[Dataset entries]

****************************************

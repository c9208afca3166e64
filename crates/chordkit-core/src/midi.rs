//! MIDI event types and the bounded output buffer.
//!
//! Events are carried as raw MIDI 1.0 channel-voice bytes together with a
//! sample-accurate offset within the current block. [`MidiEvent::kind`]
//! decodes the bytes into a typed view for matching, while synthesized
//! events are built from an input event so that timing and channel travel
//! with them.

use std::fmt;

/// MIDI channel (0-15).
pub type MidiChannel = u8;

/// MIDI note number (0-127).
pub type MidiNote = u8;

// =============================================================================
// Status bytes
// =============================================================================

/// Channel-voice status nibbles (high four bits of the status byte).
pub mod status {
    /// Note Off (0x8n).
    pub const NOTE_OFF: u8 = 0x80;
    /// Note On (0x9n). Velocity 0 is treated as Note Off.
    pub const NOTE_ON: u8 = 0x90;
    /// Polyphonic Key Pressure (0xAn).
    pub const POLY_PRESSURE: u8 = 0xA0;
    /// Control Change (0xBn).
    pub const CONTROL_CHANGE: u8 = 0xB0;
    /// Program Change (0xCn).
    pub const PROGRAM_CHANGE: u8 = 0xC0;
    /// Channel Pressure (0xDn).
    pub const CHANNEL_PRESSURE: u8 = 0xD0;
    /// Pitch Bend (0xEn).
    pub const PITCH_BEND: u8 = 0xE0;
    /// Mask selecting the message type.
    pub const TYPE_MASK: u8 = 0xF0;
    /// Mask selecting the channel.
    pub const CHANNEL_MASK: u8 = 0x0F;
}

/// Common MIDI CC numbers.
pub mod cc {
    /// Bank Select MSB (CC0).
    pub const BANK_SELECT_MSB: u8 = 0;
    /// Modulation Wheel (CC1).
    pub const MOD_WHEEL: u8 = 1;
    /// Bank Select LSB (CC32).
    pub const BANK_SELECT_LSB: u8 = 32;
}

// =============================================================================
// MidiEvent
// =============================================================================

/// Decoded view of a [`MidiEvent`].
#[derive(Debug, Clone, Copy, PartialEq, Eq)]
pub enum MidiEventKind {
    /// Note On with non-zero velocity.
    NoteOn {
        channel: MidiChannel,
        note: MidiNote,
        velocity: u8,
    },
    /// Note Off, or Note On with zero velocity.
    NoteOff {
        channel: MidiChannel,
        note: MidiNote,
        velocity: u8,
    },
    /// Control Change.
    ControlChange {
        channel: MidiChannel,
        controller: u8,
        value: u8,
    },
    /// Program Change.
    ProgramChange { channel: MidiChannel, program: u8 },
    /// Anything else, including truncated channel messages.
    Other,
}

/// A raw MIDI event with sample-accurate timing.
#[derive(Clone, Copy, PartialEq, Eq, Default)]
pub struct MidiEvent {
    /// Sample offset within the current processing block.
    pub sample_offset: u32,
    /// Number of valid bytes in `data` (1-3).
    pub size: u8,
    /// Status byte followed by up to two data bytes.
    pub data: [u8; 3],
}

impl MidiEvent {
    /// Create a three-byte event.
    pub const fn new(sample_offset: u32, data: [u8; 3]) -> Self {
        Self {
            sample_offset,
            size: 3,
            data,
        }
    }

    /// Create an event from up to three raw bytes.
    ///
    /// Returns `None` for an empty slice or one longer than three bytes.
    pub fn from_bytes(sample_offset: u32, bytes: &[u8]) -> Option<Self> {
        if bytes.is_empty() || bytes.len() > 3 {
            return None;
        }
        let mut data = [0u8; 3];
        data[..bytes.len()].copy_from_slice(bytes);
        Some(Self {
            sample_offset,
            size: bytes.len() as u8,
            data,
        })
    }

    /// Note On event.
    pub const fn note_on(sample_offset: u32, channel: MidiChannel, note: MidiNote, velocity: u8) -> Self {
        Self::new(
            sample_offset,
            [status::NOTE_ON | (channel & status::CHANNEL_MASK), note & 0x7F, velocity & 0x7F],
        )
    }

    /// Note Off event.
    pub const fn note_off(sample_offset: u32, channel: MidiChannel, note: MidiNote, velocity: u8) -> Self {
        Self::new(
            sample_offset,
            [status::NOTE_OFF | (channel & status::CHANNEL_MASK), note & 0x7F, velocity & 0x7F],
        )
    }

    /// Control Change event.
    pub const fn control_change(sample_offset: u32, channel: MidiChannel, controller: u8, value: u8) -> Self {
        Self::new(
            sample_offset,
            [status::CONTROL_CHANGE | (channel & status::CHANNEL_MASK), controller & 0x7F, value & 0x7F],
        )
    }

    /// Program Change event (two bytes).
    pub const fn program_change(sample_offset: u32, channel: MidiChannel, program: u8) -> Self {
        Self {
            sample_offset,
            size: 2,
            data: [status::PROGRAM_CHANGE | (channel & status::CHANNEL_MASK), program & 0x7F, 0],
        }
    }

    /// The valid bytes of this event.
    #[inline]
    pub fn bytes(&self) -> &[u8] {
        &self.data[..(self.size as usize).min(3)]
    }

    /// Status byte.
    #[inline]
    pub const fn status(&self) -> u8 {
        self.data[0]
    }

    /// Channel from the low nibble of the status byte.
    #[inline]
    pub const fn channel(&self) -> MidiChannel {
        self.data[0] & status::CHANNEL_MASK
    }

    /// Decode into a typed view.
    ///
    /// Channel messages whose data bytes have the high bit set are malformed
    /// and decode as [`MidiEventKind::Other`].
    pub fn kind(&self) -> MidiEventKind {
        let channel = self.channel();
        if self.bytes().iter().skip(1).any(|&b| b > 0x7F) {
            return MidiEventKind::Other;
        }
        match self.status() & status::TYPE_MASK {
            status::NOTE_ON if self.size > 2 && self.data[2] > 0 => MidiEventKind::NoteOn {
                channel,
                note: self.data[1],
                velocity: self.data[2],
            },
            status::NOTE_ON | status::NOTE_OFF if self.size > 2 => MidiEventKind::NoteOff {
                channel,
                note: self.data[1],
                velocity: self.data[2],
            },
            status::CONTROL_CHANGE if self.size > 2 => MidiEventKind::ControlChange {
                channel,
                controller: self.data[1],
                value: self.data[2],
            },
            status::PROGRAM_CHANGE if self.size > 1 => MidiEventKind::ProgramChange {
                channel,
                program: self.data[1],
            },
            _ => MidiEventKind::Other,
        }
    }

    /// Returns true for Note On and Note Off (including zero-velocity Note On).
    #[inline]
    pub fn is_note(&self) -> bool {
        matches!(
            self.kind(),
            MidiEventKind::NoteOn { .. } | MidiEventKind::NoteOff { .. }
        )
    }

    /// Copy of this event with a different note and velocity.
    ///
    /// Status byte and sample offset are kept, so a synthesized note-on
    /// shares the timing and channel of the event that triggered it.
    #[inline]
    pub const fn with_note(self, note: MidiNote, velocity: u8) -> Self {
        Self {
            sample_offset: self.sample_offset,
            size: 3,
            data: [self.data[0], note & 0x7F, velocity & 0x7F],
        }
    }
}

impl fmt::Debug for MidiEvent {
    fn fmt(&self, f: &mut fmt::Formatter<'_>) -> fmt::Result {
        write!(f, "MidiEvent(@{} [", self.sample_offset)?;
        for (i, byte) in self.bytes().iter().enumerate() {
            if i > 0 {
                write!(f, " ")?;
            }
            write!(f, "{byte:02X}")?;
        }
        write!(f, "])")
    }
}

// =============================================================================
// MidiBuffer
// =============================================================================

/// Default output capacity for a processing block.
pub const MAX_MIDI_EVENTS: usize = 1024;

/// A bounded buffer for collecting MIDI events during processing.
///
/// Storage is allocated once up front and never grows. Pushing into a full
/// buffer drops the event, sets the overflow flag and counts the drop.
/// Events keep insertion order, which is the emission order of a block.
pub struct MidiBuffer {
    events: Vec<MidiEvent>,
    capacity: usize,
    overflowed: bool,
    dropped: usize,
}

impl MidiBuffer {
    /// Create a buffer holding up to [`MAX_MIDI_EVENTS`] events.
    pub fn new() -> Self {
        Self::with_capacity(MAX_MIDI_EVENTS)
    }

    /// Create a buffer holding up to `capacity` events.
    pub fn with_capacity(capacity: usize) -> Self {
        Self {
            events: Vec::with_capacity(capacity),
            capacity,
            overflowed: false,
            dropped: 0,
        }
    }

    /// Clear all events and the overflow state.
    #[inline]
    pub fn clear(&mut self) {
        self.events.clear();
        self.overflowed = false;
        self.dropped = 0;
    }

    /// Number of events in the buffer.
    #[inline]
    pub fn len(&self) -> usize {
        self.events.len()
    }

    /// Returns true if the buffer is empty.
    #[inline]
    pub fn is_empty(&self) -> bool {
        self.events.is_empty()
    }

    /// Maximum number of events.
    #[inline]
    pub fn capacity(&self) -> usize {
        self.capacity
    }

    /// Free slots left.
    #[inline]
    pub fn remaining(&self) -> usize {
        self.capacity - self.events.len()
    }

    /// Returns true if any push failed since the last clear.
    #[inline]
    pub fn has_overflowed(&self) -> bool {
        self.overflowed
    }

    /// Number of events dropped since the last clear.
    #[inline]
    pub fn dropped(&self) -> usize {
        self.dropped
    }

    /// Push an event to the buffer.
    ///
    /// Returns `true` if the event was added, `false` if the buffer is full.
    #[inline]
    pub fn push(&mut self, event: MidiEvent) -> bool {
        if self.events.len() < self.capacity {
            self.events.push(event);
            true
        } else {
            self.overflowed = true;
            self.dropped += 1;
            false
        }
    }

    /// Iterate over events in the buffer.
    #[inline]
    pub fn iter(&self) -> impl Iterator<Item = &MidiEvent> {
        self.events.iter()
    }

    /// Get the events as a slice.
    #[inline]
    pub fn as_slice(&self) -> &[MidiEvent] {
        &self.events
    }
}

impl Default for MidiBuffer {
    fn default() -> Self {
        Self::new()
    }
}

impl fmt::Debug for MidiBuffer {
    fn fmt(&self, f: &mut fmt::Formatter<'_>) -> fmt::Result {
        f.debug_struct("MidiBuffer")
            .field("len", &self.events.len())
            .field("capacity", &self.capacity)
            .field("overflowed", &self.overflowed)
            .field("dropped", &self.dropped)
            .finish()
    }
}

****************************************

## Assigned task
Could you please retype the lines from the start of the data through the line with "selecting the channel.", both included, and nothing else?

## Expected answer
repository c9208afca3166e64
filename crates/chordkit-core/src/midi.rs
//! MIDI event types and the bounded output buffer.
//!
//! Events are carried as raw MIDI 1.0 channel-voice bytes together with a
//! sample-accurate offset within the current block. [`MidiEvent::kind`]
//! decodes the bytes into a typed view for matching, while synthesized
//! events are built from an input event so that timing and channel travel
//! with them.

use std::fmt;

/// MIDI channel (0-15).
pub type MidiChannel = u8;

/// MIDI note number (0-127).
pub type MidiNote = u8;

// =============================================================================
// Status bytes
// =============================================================================

/// Channel-voice status nibbles (high four bits of the status byte).
pub mod status {
    /// Note Off (0x8n).
    pub const NOTE_OFF: u8 = 0x80;
    /// Note On (0x9n). Velocity 0 is treated as Note Off.
    pub const NOTE_ON: u8 = 0x90;
    /// Polyphonic Key Pressure (0xAn).
    pub const POLY_PRESSURE: u8 = 0xA0;
    /// Control Change (0xBn).
    pub const CONTROL_CHANGE: u8 = 0xB0;
    /// Program Change (0xCn).
    pub const PROGRAM_CHANGE: u8 = 0xC0;
    /// Channel Pressure (0xDn).
    pub const CHANNEL_PRESSURE: u8 = 0xD0;
    /// Pitch Bend (0xEn).
    pub const PITCH_BEND: u8 = 0xE0;
    /// Mask selecting the message type.
    pub const TYPE_MASK: u8 = 0xF0;
    /// Mask selecting the channel.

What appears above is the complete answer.